Упустив руку, Дусик впечатал когтистой лапой мне в бок. Тогда я понял, что рука — ерунда, о руках и ногах нечего думать — надо защищать грудь и живот: если их, порвет, тогда не выбраться! И руки-ноги оказались очень пригодными, чтобы затыкать ими пасть и подставлять под когти. Да еще соображение: отпихиваться надо, но не стукнуть бы его слишком сильно, не разозлить! Пока он со мной играл — как с мышью, но играл, — а если разозлится, ударит лапой по-настоящему, рванет клыками во всю мощь — тогда у меня сразу не останется шансов.

До стола я доерзал. Но перевернуть его набок, чтобы загородиться от Дусика, не мог: для этого надо было хотя бы сесть, а Дусик прижимал меня к полу. Доерзал все-таки, но устал на трехметровой дистанции от дивана до стола как никогда в жизни. И лежал, отдыхал. Дусик тоже решил сделать передышку: поставил лапу мне на грудь, чтобы не рыпался, и глядел, склонив голову набок с выражением дьявольской веселости. Сколько-то минут длилось перемирие. Потом он решительно ухватил зубами мою ногу и потащил, пятясь назад.

Тут выяснилось, что у него тоже имеется план, противоположный моему: я мечтал добраться до двери, он — затащить меня к себе на антресоли. Ну понятно, антресоли — его логово, там он собирался заняться мною всерьез.

На антресоли мне очень не хотелось.

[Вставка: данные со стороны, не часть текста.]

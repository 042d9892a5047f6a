//! GC statistics.
//!
//! Counters are atomics so the helper thread can update them without the
//! GC lock and embedders can read them at any time.

use std::sync::atomic::{AtomicU64, Ordering};
use std::time::{Duration, Instant};

use crate::collector::{GC_REASON_COUNT, GcKind, GcReason};

/// Timed sections of a collection.
#[derive(Debug, Clone, Copy, PartialEq, Eq)]
pub enum GcPhase {
    /// Root marking and transitive closure.
    Mark,
    /// Everything after marking, up to the end callbacks.
    Sweep,
    /// Object finalization.
    SweepObject,
    /// String finalization.
    SweepString,
    /// Script finalization.
    SweepScript,
    /// Shape and type finalization.
    SweepShape,
    /// Compartment removal and foreground chunk expiry.
    Destroy,
}

const PHASE_COUNT: usize = GcPhase::Destroy as usize + 1;

/// Statistics about collector activity.
#[derive(Debug)]
pub struct GcStats {
    // =========================================================================
    // Allocation
    // =========================================================================
    /// Things handed out by `alloc`.
    pub things_allocated: AtomicU64,
    /// Arenas carved out of chunks.
    pub arenas_allocated: AtomicU64,
    /// Arenas returned to their chunks.
    pub arenas_released: AtomicU64,

    // =========================================================================
    // Collections
    // =========================================================================
    /// Completed collections of any scope.
    pub collections: AtomicU64,
    /// Collections limited to one compartment.
    pub compartment_collections: AtomicU64,
    /// Shrinking collections.
    pub shrinking_collections: AtomicU64,
    /// Collections run by the allocator before reporting OOM.
    pub last_ditch_collections: AtomicU64,
    /// Collections vetoed by a begin callback.
    pub vetoed_collections: AtomicU64,
    /// Things finalized, foreground and background.
    pub things_finalized: AtomicU64,
    /// Arenas whose marking was delayed because the mark stack was full.
    pub delayed_marking_arenas: AtomicU64,
    by_reason: [AtomicU64; GC_REASON_COUNT],
    phase_ns: [AtomicU64; PHASE_COUNT],

    // =========================================================================
    // Chunks and background work
    // =========================================================================
    /// Chunks mapped from the OS.
    pub chunks_created: AtomicU64,
    /// Chunks unmapped.
    pub chunks_destroyed: AtomicU64,
    /// Chunks mapped by the helper thread.
    pub background_chunks_allocated: AtomicU64,
    /// Arenas whose pages were returned to the OS.
    pub arenas_decommitted: AtomicU64,
    /// Sweep jobs completed by the helper thread.
    pub background_sweeps: AtomicU64,
}

impl Default for GcStats {
    fn default() -> Self {
        Self::new()
    }
}

impl GcStats {
    /// Create zeroed statistics.
    pub fn new() -> Self {
        Self {
            things_allocated: AtomicU64::new(0),
            arenas_allocated: AtomicU64::new(0),
            arenas_released: AtomicU64::new(0),
            collections: AtomicU64::new(0),
            compartment_collections: AtomicU64::new(0),
            shrinking_collections: AtomicU64::new(0),
            last_ditch_collections: AtomicU64::new(0),
            vetoed_collections: AtomicU64::new(0),
            things_finalized: AtomicU64::new(0),
            delayed_marking_arenas: AtomicU64::new(0),
            by_reason: std::array::from_fn(|_| AtomicU64::new(0)),
            phase_ns: std::array::from_fn(|_| AtomicU64::new(0)),
            chunks_created: AtomicU64::new(0),
            chunks_destroyed: AtomicU64::new(0),
            background_chunks_allocated: AtomicU64::new(0),
            arenas_decommitted: AtomicU64::new(0),
            background_sweeps: AtomicU64::new(0),
        }
    }

    /// Record a finished collection.
    pub(crate) fn record_collection(&self, compartment: bool, kind: GcKind, reason: GcReason) {
        self.collections.fetch_add(1, Ordering::Relaxed);
        if compartment {
            self.compartment_collections.fetch_add(1, Ordering::Relaxed);
        }
        if kind == GcKind::Shrink {
            self.shrinking_collections.fetch_add(1, Ordering::Relaxed);
        }
        if reason == GcReason::LastDitch {
            self.last_ditch_collections.fetch_add(1, Ordering::Relaxed);
        }
        self.by_reason[reason.index()].fetch_add(1, Ordering::Relaxed);
    }

    #[inline]
    pub(crate) fn record_finalized(&self, count: usize) {
        if count > 0 {
            self.things_finalized
                .fetch_add(count as u64, Ordering::Relaxed);
        }
    }

    /// Collections run for `reason`.
    pub fn collections_for(&self, reason: GcReason) -> u64 {
        self.by_reason[reason.index()].load(Ordering::Relaxed)
    }

    /// Start timing `phase`; the time is recorded when the guard drops.
    pub(crate) fn phase(&self, phase: GcPhase) -> PhaseTimer<'_> {
        PhaseTimer {
            stats: self,
            phase,
            start: Instant::now(),
        }
    }

    /// Accumulated time spent in `phase`.
    pub fn phase_time(&self, phase: GcPhase) -> Duration {
        Duration::from_nanos(self.phase_ns[phase as usize].load(Ordering::Relaxed))
    }

    /// Total time spent collecting.
    pub fn total_gc_time(&self) -> Duration {
        self.phase_time(GcPhase::Mark) + self.phase_time(GcPhase::Sweep)
    }

    /// Average pause of a collection.
    pub fn avg_pause(&self) -> Duration {
        let count = self.collections.load(Ordering::Relaxed);
        if count == 0 {
            return Duration::ZERO;
        }
        Duration::from_nanos(self.total_gc_time().as_nanos() as u64 / count)
    }

    /// Copy the headline counters.
    pub fn snapshot(&self) -> GcStatsSnapshot {
        GcStatsSnapshot {
            collections: self.collections.load(Ordering::Relaxed),
            things_allocated: self.things_allocated.load(Ordering::Relaxed),
            things_finalized: self.things_finalized.load(Ordering::Relaxed),
            chunks_created: self.chunks_created.load(Ordering::Relaxed),
            chunks_destroyed: self.chunks_destroyed.load(Ordering::Relaxed),
            arenas_decommitted: self.arenas_decommitted.load(Ordering::Relaxed),
            background_sweeps: self.background_sweeps.load(Ordering::Relaxed),
            total_gc_time: self.total_gc_time(),
        }
    }
}

/// Records elapsed time for one phase on drop.
pub(crate) struct PhaseTimer<'a> {
    stats: &'a GcStats,
    phase: GcPhase,
    start: Instant,
}

impl Drop for PhaseTimer<'_> {
    fn drop(&mut self) {
        let elapsed = self.start.elapsed().as_nanos() as u64;
        self.stats.phase_ns[self.phase as usize].fetch_add(elapsed, Ordering::Relaxed);
    }
}

/// Point-in-time copy of [`GcStats`].
#[derive(Debug, Clone, Copy, Default, PartialEq, Eq)]
pub struct GcStatsSnapshot {
    /// Completed collections.
    pub collections: u64,
    /// Things allocated.
    pub things_allocated: u64,
    /// Things finalized.
    pub things_finalized: u64,
    /// Chunks mapped.
    pub chunks_created: u64,
    /// Chunks unmapped.
    pub chunks_destroyed: u64,
    /// Arenas decommitted.
    pub arenas_decommitted: u64,
    /// Background sweep jobs completed.
    pub background_sweeps: u64,
    /// Time spent collecting.
    pub total_gc_time: Duration,
}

Упершись пяткой свободной ноги ему в нос, я рванул изо всех сил другую — и вырвал ее из зубов под треск не то штанины, не то кожи. Вырвал — и отыграл полметра. Но Дусик, чуть скакнув, нацелился на голову, я заткнул ему пасть локтем, и он снова дал задний ход, таща уже за руку,

И тут я наконец понял, что погибаю. Погибаю в когтях льва. И в клыках тоже. Принять смерть, приличную для первобытного охотника, — и это посреди Ленинграда, в конце двадцатого века! Спасти меня могло только возвращение Норы. И она ведь совсем недалеко: от нас до Ленфильма минут пятнадцать ходьбы — но она сейчас у редактора, описывает, какую новую замечательную сцену мы придумали — это надолго.

Словно нарочно, зазвонил телефон. Вдруг Нора?! Сказать бы, чтобы торопилась, мчалась! А если и не Нора — все равно сказать! Есть же милиция, пожарные — пусть ломают дверь! Дусик повернулся на знакомый звук, и какой-то миг я надеялся, что к телефону он меня отпустит: он же с детства воспитан, что телефон — важная штука, его надо уважать. Но когда я дернулся к телефону, он по-хозяйски припечатал меня лапой к полу и даже слегка зарычал — до этого он занимался мною молча.

Телефон отзвонил — и я стал погибать дальше. Я прекрасно понимал, что ситуация безнадежная — и все же старался спастись. Понимал, что погибаю, но ужаса никакого, чисто деловые мысли: заткнуть пасть плечом, заслонить живот, проерзать в сторону стола… Мне когда-то рассказывал друг, у которого не торопился раскрываться парашют: «Все врут, что перед смертью вся жизнь проносится! Не думал я ни об отце, ни о матери, ни о любимой девушке — некогда, надо обрезать стропы!» Все точно, могу подтвердить: некогда!